Walking along Broadway and Eastern Avenue, one can see the vestiges of what was once Baltimore's largest Polish community. Some of the Polish building and loan associations that provided immigrants the mortgages to buy their first rowhouses remain, such as the Kosciuszko Federal Savings Bank near the intersection of Eastern and Broadway. This area was once known as the Polish Wall Street because of the number of financial institutions there.

The main cultural institution that continues Upper Fells Point's Polish heritage is the Polish National Alliance on Eastern Avenue.

"Council 21 is one of 200 branches that make up the largest Polish-American fraternal organization in the United States," said Jim Mislak, president of the local PNA. He said council activities that promote Polish culture include dances, lectures and language classes.

"Our role is to keep the Polish presence in the neighborhood," Mislak said.

Housed in the former parochial school once run by Holy Rosary Church, one of the main Polish parishes in the neighborhood, the PNA, in partnership with Jubilee Baltimore, has received funding to convert the top two stories of the building into housing for the elderly. But the most well-known Polish institution is the Polish Home, a social club on Broadway where many Baltimoreans have attended wedding, anniversary and birthday parties.

The latest arrivals in Upper Fells Point are Hispanics.

"The neighborhood has the largest concentration of Hispanics in the city," according to Haydee Rodriguez of the Mayor's Office on Hispanic Affairs. This influx has brought many new restaurants and retail stores along Broadway just north of

Eastern Avenue.

Many of the proprietors of these businesses have come from New York, Washington and Northern Virginia. They find Baltimore an untapped market with less competition. Rodriguez said a study by the Maryland Office of Planning, Legislation and Innovation tracked a 16.8 percent increase in the Hispanic population from 1990 to 1995 in the neighborhood.

In response to this growing community, St. Michael's and St. Patrick's Roman Catholic churches have merged and provide bilingual services to serve their large Hispanic congregation. In addition, seven Hispanic churches are in the area.

Aside from the vibrant street life that the new businesses have brought to Broadway, the community is making its presence known in other ways. The Federation of Hispanic Organizations of Metropolitan Baltimore, which is responsible for the annual Hispanic Festival, is buying a building on Broadway.
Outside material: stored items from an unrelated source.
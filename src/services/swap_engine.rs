//! Swap Engine Service
//!
//! Quotes and executes treasury swaps (SOL → USDC conversions, USDC → token
//! buybacks) through the Jupiter aggregator.

use std::fmt;
use std::sync::Arc;
use std::time::Duration;

use async_trait::async_trait;
use base64::Engine as _;
use serde::{Deserialize, Serialize};
use solana_client::nonblocking::rpc_client::RpcClient;
use solana_sdk::{
    commitment_config::CommitmentConfig,
    pubkey::Pubkey,
    signature::{Keypair, Signer},
    transaction::VersionedTransaction,
};
use spl_associated_token_account::get_associated_token_address;
use tokio::time::timeout;
use tracing::{error, info, warn};

use crate::config::ExecutionMode;
use crate::error::{KeeperError, KeeperResult};
use crate::onchain_instance::instance::confirm_signature;

/// A priced route for one pair and amount. Immutable; never persisted.
#[derive(Debug, Clone, PartialEq, Serialize)]
pub struct Quote {
    pub input_mint: Pubkey,
    pub output_mint: Pubkey,
    pub in_amount: u64,
    pub out_amount: u64,
    pub price_impact_bps: u16,
    /// Provider payload echoed back when requesting the swap transaction.
    #[serde(skip)]
    pub route: serde_json::Value,
}

impl Quote {
    /// Lowest acceptable output under a slippage bound.
    pub fn min_out(&self, slippage_bps: u16) -> u64 {
        let keep = 10_000u128.saturating_sub(slippage_bps as u128);
        (self.out_amount as u128 * keep / 10_000) as u64
    }
}

#[derive(Debug, Clone, PartialEq, Eq, Serialize)]
pub struct SwapResult {
    pub executed_in_amount: u64,
    pub executed_out_amount: u64,
    pub execution_reference: String,
    pub simulated: bool,
}

impl SwapResult {
    /// Deterministic stand-in used in dry runs: settles exactly at the quote.
    pub fn simulated(quote: &Quote) -> Self {
        Self {
            executed_in_amount: quote.in_amount,
            executed_out_amount: quote.out_amount,
            execution_reference: format!(
                "simulated:{}:{}:{}",
                quote.input_mint, quote.output_mint, quote.in_amount
            ),
            simulated: true,
        }
    }
}

/// Lifecycle of a single swap. `Submitted` swaps are never resubmitted.
#[derive(Debug, Clone, PartialEq, Eq)]
pub enum SwapPhase {
    Quoted,
    Submitted { signature: String },
    Confirmed { signature: String },
    Failed { reason: String },
}

impl fmt::Display for SwapPhase {
    fn fmt(&self, f: &mut fmt::Formatter<'_>) -> fmt::Result {
        match self {
            SwapPhase::Quoted => write!(f, "quoted"),
            SwapPhase::Submitted { signature } => write!(f, "submitted({})", signature),
            SwapPhase::Confirmed { signature } => write!(f, "confirmed({})", signature),
            SwapPhase::Failed { reason } => write!(f, "failed({})", reason),
        }
    }
}

#[async_trait]
pub trait SwapProvider: Send + Sync {
    async fn quote(
        &self,
        input_mint: &Pubkey,
        output_mint: &Pubkey,
        amount: u64,
        max_slippage_bps: u16,
    ) -> KeeperResult<Quote>;

    /// Execute a quoted swap. Output settles into `destination` when given,
    /// otherwise into the keeper wallet's associated account for the output mint.
    async fn execute_swap(&self, quote: &Quote, destination: Option<Pubkey>)
        -> KeeperResult<SwapResult>;
}

/// Jupiter API quote response
#[derive(Debug, Clone, Serialize, Deserialize)]
pub struct JupiterQuote {
    #[serde(rename = "inputMint")]
    pub input_mint: String,
    #[serde(rename = "inAmount")]
    pub in_amount: String,
    #[serde(rename = "outputMint")]
    pub output_mint: String,
    #[serde(rename = "outAmount")]
    pub out_amount: String,
    #[serde(rename = "slippageBps")]
    pub slippage_bps: Option<u16>,
    #[serde(rename = "priceImpactPct")]
    pub price_impact_pct: Option<String>,
    #[serde(rename = "contextSlot")]
    pub context_slot: Option<u64>,
}

/// Jupiter API swap response
#[derive(Debug, Clone, Serialize, Deserialize)]
pub struct JupiterSwapResponse {
    #[serde(rename = "swapTransaction")]
    pub swap_transaction: String,
}

/// Jupiter swap request payload
#[derive(Debug, Clone, Serialize)]
pub struct JupiterSwapRequest<'a> {
    #[serde(rename = "userPublicKey")]
    pub user_public_key: String,
    #[serde(rename = "quoteResponse")]
    pub quote_response: &'a serde_json::Value,
    #[serde(rename = "wrapAndUnwrapSol")]
    pub wrap_and_unwrap_sol: bool,
    #[serde(rename = "dynamicComputeUnitLimit")]
    pub dynamic_compute_unit_limit: bool,
    #[serde(rename = "destinationTokenAccount", skip_serializing_if = "Option::is_none")]
    pub destination_token_account: Option<String>,
}

impl<'a> JupiterSwapRequest<'a> {
    pub fn new(owner: &Pubkey, quote: &'a Quote, destination: Option<Pubkey>) -> Self {
        Self {
            user_public_key: owner.to_string(),
            quote_response: &quote.route,
            wrap_and_unwrap_sol: true,
            dynamic_compute_unit_limit: true,
            destination_token_account: destination.map(|d| d.to_string()),
        }
    }
}

/// Convert Jupiter's fractional `priceImpactPct` ("0.0123" = 1.23%) to basis
/// points, rounding up.
pub fn price_impact_to_bps(pct: Option<&str>) -> KeeperResult<u16> {
    let Some(raw) = pct else {
        return Ok(0);
    };
    let fraction: f64 = raw
        .trim()
        .parse()
        .map_err(|e| KeeperError::Quote(format!("invalid priceImpactPct '{}': {}", raw, e)))?;
    if !fraction.is_finite() {
        return Err(KeeperError::Quote(format!("invalid priceImpactPct '{}'", raw)));
    }
    let bps = (fraction.abs() * 10_000.0).ceil();
    Ok(bps.min(u16::MAX as f64) as u16)
}

/// Parse a raw Jupiter quote body into a [`Quote`].
pub fn parse_quote(raw: serde_json::Value) -> KeeperResult<Quote> {
    let parsed: JupiterQuote = serde_json::from_value(raw.clone())
        .map_err(|e| KeeperError::Quote(format!("unexpected quote response: {}", e)))?;

    let parse_amount = |field: &str, value: &str| {
        value
            .parse::<u64>()
            .map_err(|e| KeeperError::Quote(format!("invalid {} '{}': {}", field, value, e)))
    };
    let parse_mint = |value: &str| {
        value
            .parse::<Pubkey>()
            .map_err(|e| KeeperError::Quote(format!("invalid mint '{}': {}", value, e)))
    };

    let quote = Quote {
        input_mint: parse_mint(&parsed.input_mint)?,
        output_mint: parse_mint(&parsed.output_mint)?,
        in_amount: parse_amount("inAmount", &parsed.in_amount)?,
        out_amount: parse_amount("outAmount", &parsed.out_amount)?,
        price_impact_bps: price_impact_to_bps(parsed.price_impact_pct.as_deref())?,
        route: raw,
    };
    if quote.out_amount == 0 {
        return Err(KeeperError::Quote("no viable route (zero output)".to_string()));
    }
    Ok(quote)
}

/// Signing half of the swap service; absent in dry runs without a wallet.
pub struct SwapSigner {
    pub rpc: Arc<RpcClient>,
    pub keypair: Arc<Keypair>,
    pub commitment: CommitmentConfig,
    pub send_timeout: Duration,
    pub confirm_timeout: Duration,
}

/// Jupiter-backed swap service
pub struct JupiterSwapService {
    http: reqwest::Client,
    api_url: String,
    signer: Option<SwapSigner>,
    mode: ExecutionMode,
}

impl JupiterSwapService {
    pub fn new(
        api_url: String,
        request_timeout: Duration,
        signer: Option<SwapSigner>,
        mode: ExecutionMode,
    ) -> KeeperResult<Self> {
        let http = reqwest::Client::builder().timeout(request_timeout).build()?;
        Ok(Self { http, api_url, signer, mode })
    }

    async fn token_balance(signer: &SwapSigner, account: &Pubkey) -> Option<u64> {
        match signer
            .rpc
            .get_token_account_balance_with_commitment(account, signer.commitment)
            .await
        {
            Ok(response) => response.value.amount.parse().ok(),
            Err(_) => None,
        }
    }

    async fn submit_swap(
        &self,
        signer: &SwapSigner,
        quote: &Quote,
        destination: Option<Pubkey>,
    ) -> KeeperResult<SwapResult> {
        let owner = signer.keypair.pubkey();
        let request = JupiterSwapRequest::new(&owner, quote, destination);
        let output_account = destination
            .unwrap_or_else(|| get_associated_token_address(&owner, &quote.output_mint));

        let response = self
            .http
            .post(format!("{}/swap", self.api_url))
            .json(&request)
            .send()
            .await?;
        if !response.status().is_success() {
            return Err(KeeperError::Execution(format!(
                "Jupiter swap API returned error: {}",
                response.status()
            )));
        }
        let swap_response: JupiterSwapResponse = response
            .json()
            .await
            .map_err(|e| KeeperError::Execution(format!("failed to parse swap response: {}", e)))?;

        // Deserialize and partially sign Jupiter swap transaction
        let transaction_bytes = base64::engine::general_purpose::STANDARD
            .decode(&swap_response.swap_transaction)
            .map_err(|e| KeeperError::Execution(format!("failed to decode swap transaction: {}", e)))?;
        let mut versioned_tx: VersionedTransaction = bincode::deserialize(&transaction_bytes)
            .map_err(|e| {
                KeeperError::Execution(format!("failed to deserialize versioned transaction: {}", e))
            })?;

        // Find the signer index in the message's account keys
        let idx = versioned_tx
            .message
            .static_account_keys()
            .iter()
            .position(|key| key == &owner)
            .ok_or_else(|| KeeperError::Execution("keeper not a signer of swap transaction".to_string()))?;
        if idx >= versioned_tx.signatures.len() {
            return Err(KeeperError::Execution("swap transaction signer slot missing".to_string()));
        }
        let msg_data = versioned_tx.message.serialize();
        let signature = signer.keypair.sign_message(&msg_data);
        versioned_tx.signatures[idx] = signature;

        let before = Self::token_balance(signer, &output_account).await;

        match timeout(signer.send_timeout, signer.rpc.send_transaction(&versioned_tx)).await {
            Ok(Ok(_)) => {}
            Ok(Err(e)) => {
                return Err(KeeperError::Execution(format!("swap transaction rejected: {}", e)));
            }
            Err(_) => warn!(%signature, "Swap send timed out, checking signature status"),
        }
        info!(phase = %SwapPhase::Submitted { signature: signature.to_string() }, "Swap submitted");

        confirm_signature(&signer.rpc, &signature, signer.commitment, signer.confirm_timeout)
            .await?;

        let after = Self::token_balance(signer, &output_account).await;
        let executed_out = match (before, after) {
            (Some(b), Some(a)) if a > b => a - b,
            _ => {
                warn!(%signature, "Could not measure swap output, using quoted amount");
                quote.out_amount
            }
        };

        Ok(SwapResult {
            executed_in_amount: quote.in_amount,
            executed_out_amount: executed_out,
            execution_reference: signature.to_string(),
            simulated: false,
        })
    }
}

#[async_trait]
impl SwapProvider for JupiterSwapService {
    async fn quote(
        &self,
        input_mint: &Pubkey,
        output_mint: &Pubkey,
        amount: u64,
        max_slippage_bps: u16,
    ) -> KeeperResult<Quote> {
        let params = [
            ("inputMint", input_mint.to_string()),
            ("outputMint", output_mint.to_string()),
            ("amount", amount.to_string()),
            ("slippageBps", max_slippage_bps.to_string()),
        ];

        let response = self
            .http
            .get(format!("{}/quote", self.api_url))
            .query(&params)
            .send()
            .await?;
        if !response.status().is_success() {
            return Err(KeeperError::Quote(format!(
                "Jupiter quote API returned error: {}",
                response.status()
            )));
        }
        let raw: serde_json::Value = response
            .json()
            .await
            .map_err(|e| KeeperError::Quote(format!("failed to parse quote response: {}", e)))?;

        parse_quote(raw)
    }

    async fn execute_swap(
        &self,
        quote: &Quote,
        destination: Option<Pubkey>,
    ) -> KeeperResult<SwapResult> {
        if self.mode.is_simulated() {
            return Ok(SwapResult::simulated(quote));
        }
        let signer = self
            .signer
            .as_ref()
            .ok_or_else(|| KeeperError::MissingCredentials("no keeper wallet for swaps".to_string()))?;

        info!(
            phase = %SwapPhase::Quoted,
            input = %quote.input_mint,
            output = %quote.output_mint,
            in_amount = quote.in_amount,
            quoted_out = quote.out_amount,
            destination = ?destination,
            "Executing swap"
        );
        match self.submit_swap(signer, quote, destination).await {
            Ok(result) => {
                info!(
                    phase = %SwapPhase::Confirmed { signature: result.execution_reference.clone() },
                    executed_out = result.executed_out_amount,
                    "Swap settled"
                );
                Ok(result)
            }
            Err(e) => {
                error!(phase = %SwapPhase::Failed { reason: e.to_string() }, "Swap did not settle");
                Err(e)
            }
        }
    }
}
The growth of Upper Fells Point is also being supported by a large-scale urban plan, developed by Struever Brothers, Eccles & Rouse, intended to bring commercial revitalization to Broadway north of Eastern Avenue. Called "Hopkins to the Harbor," it would create a commercial corridor along Broadway from the Johns Hopkins Medical Campus, just north of Upper Fells Point, down to the harbor.

Ken Strong, executive director of Southeastern Development Inc., is one of the leaders in formulating the plan. He said the Eastern Avenue Partnership -- as the revitalization effort is called -- will look at Broadway and Eastern Avenue as one large main street.